> _Data records_
* * * * *
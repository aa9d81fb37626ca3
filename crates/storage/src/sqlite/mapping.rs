use chrono::Duration;
use quiz_core::model::{
    AnswerRecord, Difficulty, Domain, QuestionId, QuizMode, Recommendation, ScoreRecord,
    SessionId, StudyEstimate, UserId,
};
use sqlx::Row;

use crate::repository::StorageError;

pub(crate) fn ser<E: core::fmt::Display>(e: E) -> StorageError {
    StorageError::Serialization(e.to_string())
}

pub(crate) fn conn(e: sqlx::Error) -> StorageError {
    StorageError::Connection(e.to_string())
}

/// Maps constraint violations on writes to domain-level storage errors.
pub(crate) fn write_err(e: sqlx::Error) -> StorageError {
    match e.as_database_error() {
        Some(db) if db.is_unique_violation() => StorageError::Conflict,
        Some(db) if db.is_foreign_key_violation() => StorageError::NotFound,
        Some(db) if db.is_check_violation() => StorageError::Invalid(db.message().to_string()),
        _ => conn(e),
    }
}

pub(crate) fn u32_from_i64(field: &'static str, v: i64) -> Result<u32, StorageError> {
    u32::try_from(v).map_err(|_| StorageError::Serialization(format!("invalid {field}: {v}")))
}

pub(crate) fn u64_to_i64(field: &'static str, v: u64) -> Result<i64, StorageError> {
    i64::try_from(v).map_err(|_| StorageError::Serialization(format!("{field} overflow")))
}

pub(crate) fn session_id_from_str(s: &str) -> Result<SessionId, StorageError> {
    s.parse::<SessionId>().map_err(ser)
}

pub(crate) fn mode_from_str(s: &str) -> Result<QuizMode, StorageError> {
    match s {
        "quick" => Ok(QuizMode::Quick),
        "full" => Ok(QuizMode::Full),
        _ => Err(StorageError::Serialization(format!("invalid mode: {s}"))),
    }
}

pub(crate) fn map_answer_row(row: &sqlx::sqlite::SqliteRow) -> Result<AnswerRecord, StorageError> {
    let question_id: i64 = row.try_get("question_id").map_err(ser)?;
    let question_id = u64::try_from(question_id)
        .map(QuestionId::new)
        .map_err(|_| StorageError::Serialization(format!("invalid question_id: {question_id}")))?;
    let difficulty: String = row.try_get("difficulty").map_err(ser)?;
    let correct: i64 = row.try_get("correct").map_err(ser)?;
    let time_taken_ms: i64 = row.try_get("time_taken_ms").map_err(ser)?;

    Ok(AnswerRecord {
        question_id,
        domain: Domain::new(row.try_get::<String, _>("domain").map_err(ser)?).map_err(ser)?,
        difficulty: difficulty.parse::<Difficulty>().map_err(ser)?,
        answer: row.try_get("answer").map_err(ser)?,
        correct: correct != 0,
        time_taken: Duration::milliseconds(time_taken_ms),
        answered_at: row.try_get("answered_at").map_err(ser)?,
    })
}

pub(crate) fn map_score_row(row: &sqlx::sqlite::SqliteRow) -> Result<ScoreRecord, StorageError> {
    let domain = Domain::new(row.try_get::<String, _>("domain").map_err(ser)?).map_err(ser)?;
    let correct = u32_from_i64("correct", row.try_get::<i64, _>("correct").map_err(ser)?)?;
    let total = u32_from_i64("total", row.try_get::<i64, _>("total").map_err(ser)?)?;
    ScoreRecord::new(domain, correct, total).map_err(ser)
}

pub(crate) fn map_recommendation_row(
    row: &sqlx::sqlite::SqliteRow,
) -> Result<Recommendation, StorageError> {
    let resources: String = row.try_get("resources").map_err(ser)?;
    let estimate: String = row.try_get("estimate").map_err(ser)?;
    Ok(Recommendation {
        rank: u32_from_i64("rank", row.try_get::<i64, _>("rank").map_err(ser)?)?,
        domain: Domain::new(row.try_get::<String, _>("domain").map_err(ser)?).map_err(ser)?,
        accuracy_pct: row.try_get("accuracy_pct").map_err(ser)?,
        rationale: row.try_get("rationale").map_err(ser)?,
        resources: serde_json::from_str(&resources).map_err(ser)?,
        estimate: estimate.parse::<StudyEstimate>().map_err(ser)?,
        advice: row.try_get("advice").map_err(ser)?,
    })
}

pub(crate) fn user_id_from_str(s: String) -> Result<UserId, StorageError> {
    UserId::new(s).map_err(ser)
}
use std::path::PathBuf;
use std::sync::Arc;
use std::time::Duration;

use quiz_core::model::{AdviceSettings, QuizLimits};
use storage::question_bank::QuestionBank;
use storage::repository::Storage;

use crate::Clock;
use crate::advice::build_provider;
use crate::error::AppServicesError;
use crate::history_service::HistoryService;
use crate::quiz::QuizLoopService;
use crate::recommend::{RecommendationEngine, RecommendationService};

/// Everything needed to wire the services at startup.
#[derive(Debug, Clone)]
pub struct AppConfig {
    pub db_url: String,
    pub questions_path: PathBuf,
    pub limits: QuizLimits,
    pub advice: AdviceSettings,
}

/// Assembles app-facing services over one question bank and one store.
#[derive(Clone)]
pub struct AppServices {
    bank: Arc<QuestionBank>,
    quiz_loop: Arc<QuizLoopService>,
    recommendations: Arc<RecommendationService>,
    history: Arc<HistoryService>,
}

impl AppServices {
    /// Build services backed by `SQLite` storage.
    ///
    /// The question bank is loaded first; a missing or malformed file fails
    /// startup before the database is touched.
    ///
    /// # Errors
    ///
    /// Returns `AppServicesError` if the bank cannot be loaded or storage
    /// initialization fails.
    pub async fn new_sqlite(config: &AppConfig, clock: Clock) -> Result<Self, AppServicesError> {
        let bank = Arc::new(QuestionBank::load(&config.questions_path)?);
        let storage = Storage::sqlite(&config.db_url).await?;
        Ok(Self::from_parts(
            bank,
            &storage,
            config.limits,
            &config.advice,
            clock,
        ))
    }

    /// Build services over in-memory storage.
    #[must_use]
    pub fn in_memory(
        bank: Arc<QuestionBank>,
        limits: QuizLimits,
        advice: &AdviceSettings,
        clock: Clock,
    ) -> Self {
        Self::from_parts(bank, &Storage::in_memory(), limits, advice, clock)
    }

    fn from_parts(
        bank: Arc<QuestionBank>,
        storage: &Storage,
        limits: QuizLimits,
        advice: &AdviceSettings,
        clock: Clock,
    ) -> Self {
        let quiz_loop = Arc::new(QuizLoopService::new(
            clock,
            Arc::clone(&bank),
            limits,
            Arc::clone(&storage.sessions),
        ));
        let engine = RecommendationEngine::new(clock).with_advisor(
            build_provider(advice),
            Duration::from_secs(advice.timeout_secs()),
        );
        let recommendations = Arc::new(RecommendationService::new(
            engine,
            Arc::clone(&storage.sessions),
            Arc::clone(&storage.recommendations),
        ));
        let history = Arc::new(HistoryService::new(Arc::clone(&storage.sessions)));

        Self {
            bank,
            quiz_loop,
            recommendations,
            history,
        }
    }

    #[must_use]
    pub fn bank(&self) -> Arc<QuestionBank> {
        Arc::clone(&self.bank)
    }

    #[must_use]
    pub fn quiz_loop(&self) -> Arc<QuizLoopService> {
        Arc::clone(&self.quiz_loop)
    }

    #[must_use]
    pub fn recommendations(&self) -> Arc<RecommendationService> {
        Arc::clone(&self.recommendations)
    }

    #[must_use]
    pub fn history(&self) -> Arc<HistoryService> {
        Arc::clone(&self.history)
    }
}
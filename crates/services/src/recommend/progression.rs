//! Cross-session trends over a learner's history.

use quiz_core::model::{Difficulty, SessionResult};

/// Score trajectory across finished sessions. All scores are in [0, 1].
#[derive(Debug, Clone, Copy, PartialEq)]
pub struct Progression {
    pub sessions: usize,
    pub latest: f64,
    pub average: f64,
    /// Least-squares slope per session in chronological order; positive
    /// means improving.
    pub trend: f64,
    /// `1 - population standard deviation`; 1.0 for a single session.
    pub consistency: f64,
}

/// Summarize a history given in any order. `None` when empty.
#[must_use]
pub fn progression(history: &[SessionResult]) -> Option<Progression> {
    let scores = chronological_scores(history);
    let latest = *scores.last()?;
    Some(Progression {
        sessions: scores.len(),
        latest,
        average: mean(&scores),
        trend: slope(&scores),
        consistency: consistency(&scores),
    })
}

/// Suggested difficulty for the next attempt, from the last three sessions.
///
/// Advanced needs an average of at least 85% with consistency above 0.8;
/// intermediate needs 70% with consistency above 0.6.
#[must_use]
pub fn suggest_next_difficulty(history: &[SessionResult]) -> Difficulty {
    let scores = chronological_scores(history);
    let recent = &scores[scores.len().saturating_sub(3)..];
    if recent.is_empty() {
        return Difficulty::Beginner;
    }

    let average = mean(recent);
    let consistency = consistency(recent);
    if average >= 0.85 && consistency > 0.8 {
        Difficulty::Advanced
    } else if average >= 0.7 && consistency > 0.6 {
        Difficulty::Intermediate
    } else {
        Difficulty::Beginner
    }
}

fn chronological_scores(history: &[SessionResult]) -> Vec<f64> {
    let mut ordered: Vec<&SessionResult> = history.iter().collect();
    ordered.sort_by_key(|r| r.completed_at());
    ordered.into_iter().map(SessionResult::accuracy).collect()
}

#[allow(clippy::cast_precision_loss)]
fn mean(values: &[f64]) -> f64 {
    if values.is_empty() {
        return 0.0;
    }
    values.iter().sum::<f64>() / values.len() as f64
}

fn consistency(values: &[f64]) -> f64 {
    if values.len() < 2 {
        return 1.0;
    }
    let avg = mean(values);
    let variance = mean(&values.iter().map(|v| (v - avg).powi(2)).collect::<Vec<_>>());
    1.0 - variance.sqrt()
}

#[allow(clippy::cast_precision_loss)]
fn slope(values: &[f64]) -> f64 {
    if values.len() < 2 {
        return 0.0;
    }
    let n = values.len() as f64;
    let x_mean = (n - 1.0) / 2.0;
    let y_mean = mean(values);
    let (num, den) = values
        .iter()
        .enumerate()
        .fold((0.0, 0.0), |(num, den), (i, y)| {
            let dx = i as f64 - x_mean;
            (num + dx * (y - y_mean), den + dx * dx)
        });
    num / den
}
//! Curated study content per known domain.

use quiz_core::model::Domain;

const GENERIC_FOCUS: &str = "Focus on fundamental concepts";
const GENERIC_RESOURCES: &[&str] = &["General ML resources"];

/// Focus line for a domain, without the performance-dependent suffix.
#[must_use]
pub fn focus_for(domain: &Domain) -> &'static str {
    match domain.as_str() {
        "transformers" => "Focus on understanding attention mechanisms and positional encoding",
        "gans" => "Start with basic GAN theory and gradually move to advanced architectures",
        "pytorch" => "Practice tensor operations and autograd functionality",
        "generative_ai" => "Explore different generative models and their applications",
        "deep_learning" => "Strengthen fundamentals in neural network architectures",
        "ml_basics" => "Review core concepts like supervised/unsupervised learning",
        _ => GENERIC_FOCUS,
    }
}

/// Next step suggested for a given accuracy in [0, 1].
#[must_use]
pub fn next_step_for(accuracy: f64) -> &'static str {
    if accuracy < 0.4 {
        "Start with basic tutorials and hands-on practice."
    } else if accuracy < 0.7 {
        "Try intermediate projects and real-world applications."
    } else {
        "Explore advanced topics and research papers."
    }
}

#[must_use]
pub fn resources_for(domain: &Domain) -> Vec<String> {
    let list: &[&str] = match domain.as_str() {
        "ml_basics" => &[
            "Machine Learning Yearning by Andrew Ng",
            "Hands-On Machine Learning with Scikit-Learn and TensorFlow",
            "ML Crash Course by Google",
        ],
        "deep_learning" => &[
            "Deep Learning by Ian Goodfellow",
            "CS231n: Convolutional Neural Networks for Visual Recognition",
            "Fast.ai Deep Learning for Coders",
        ],
        "pytorch" => &[
            "PyTorch Tutorials (official documentation)",
            "Deep Learning with PyTorch by Eli Stevens",
            "PyTorch Lightning documentation",
        ],
        "transformers" => &[
            "Attention Is All You Need (original paper)",
            "The Illustrated Transformer by Jay Alammar",
            "Hugging Face Transformers course",
        ],
        "gans" => &[
            "Generative Adversarial Networks (original paper)",
            "GAN Specialization on Coursera",
            "PyTorch GAN implementations",
        ],
        "generative_ai" => &[
            "Introduction to Generative AI by Google",
            "Generative Deep Learning book",
            "OpenAI GPT papers and documentation",
        ],
        _ => GENERIC_RESOURCES,
    };
    list.iter().map(|s| (*s).to_string()).collect()
}

#[cfg(test)]
mod tests {
    use super::*;

    #[test]
    fn known_and_unknown_domains() {
        let gans = Domain::new("GANs").unwrap();
        assert!(focus_for(&gans).contains("GAN theory"));
        assert_eq!(resources_for(&gans).len(), 3);

        let other = Domain::new("reinforcement_learning").unwrap();
        assert_eq!(focus_for(&other), GENERIC_FOCUS);
        assert_eq!(resources_for(&other), vec!["General ML resources".to_string()]);
    }

    #[test]
    fn next_step_bands() {
        assert!(next_step_for(0.2).starts_with("Start with basic"));
        assert!(next_step_for(0.4).starts_with("Try intermediate"));
        assert!(next_step_for(0.7).starts_with("Explore advanced"));
    }
}
mod progress;
mod service;
mod workflow;

// Public API of the quiz subsystem.
pub use crate::error::QuizError;
pub use progress::QuizProgress;
pub use service::{ActiveQuiz, AnswerFeedback};
pub use workflow::QuizLoopService;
* * * * *
> _About this exercise_
Retype every line up to and including the one that contains "pub(crate) fn conn(e: sqlx::Error)", beginning at the first line of the records, with no edits.

> _Output of the exercise_
repository aa9d81fb37626ca3
filename crates/storage/src/sqlite/mapping.rs
use chrono::Duration;
use quiz_core::model::{
    AnswerRecord, Difficulty, Domain, QuestionId, QuizMode, Recommendation, ScoreRecord,
    SessionId, StudyEstimate, UserId,
};
use sqlx::Row;

use crate::repository::StorageError;

pub(crate) fn ser<E: core::fmt::Display>(e: E) -> StorageError {
    StorageError::Serialization(e.to_string())
}

pub(crate) fn conn(e: sqlx::Error) -> StorageError {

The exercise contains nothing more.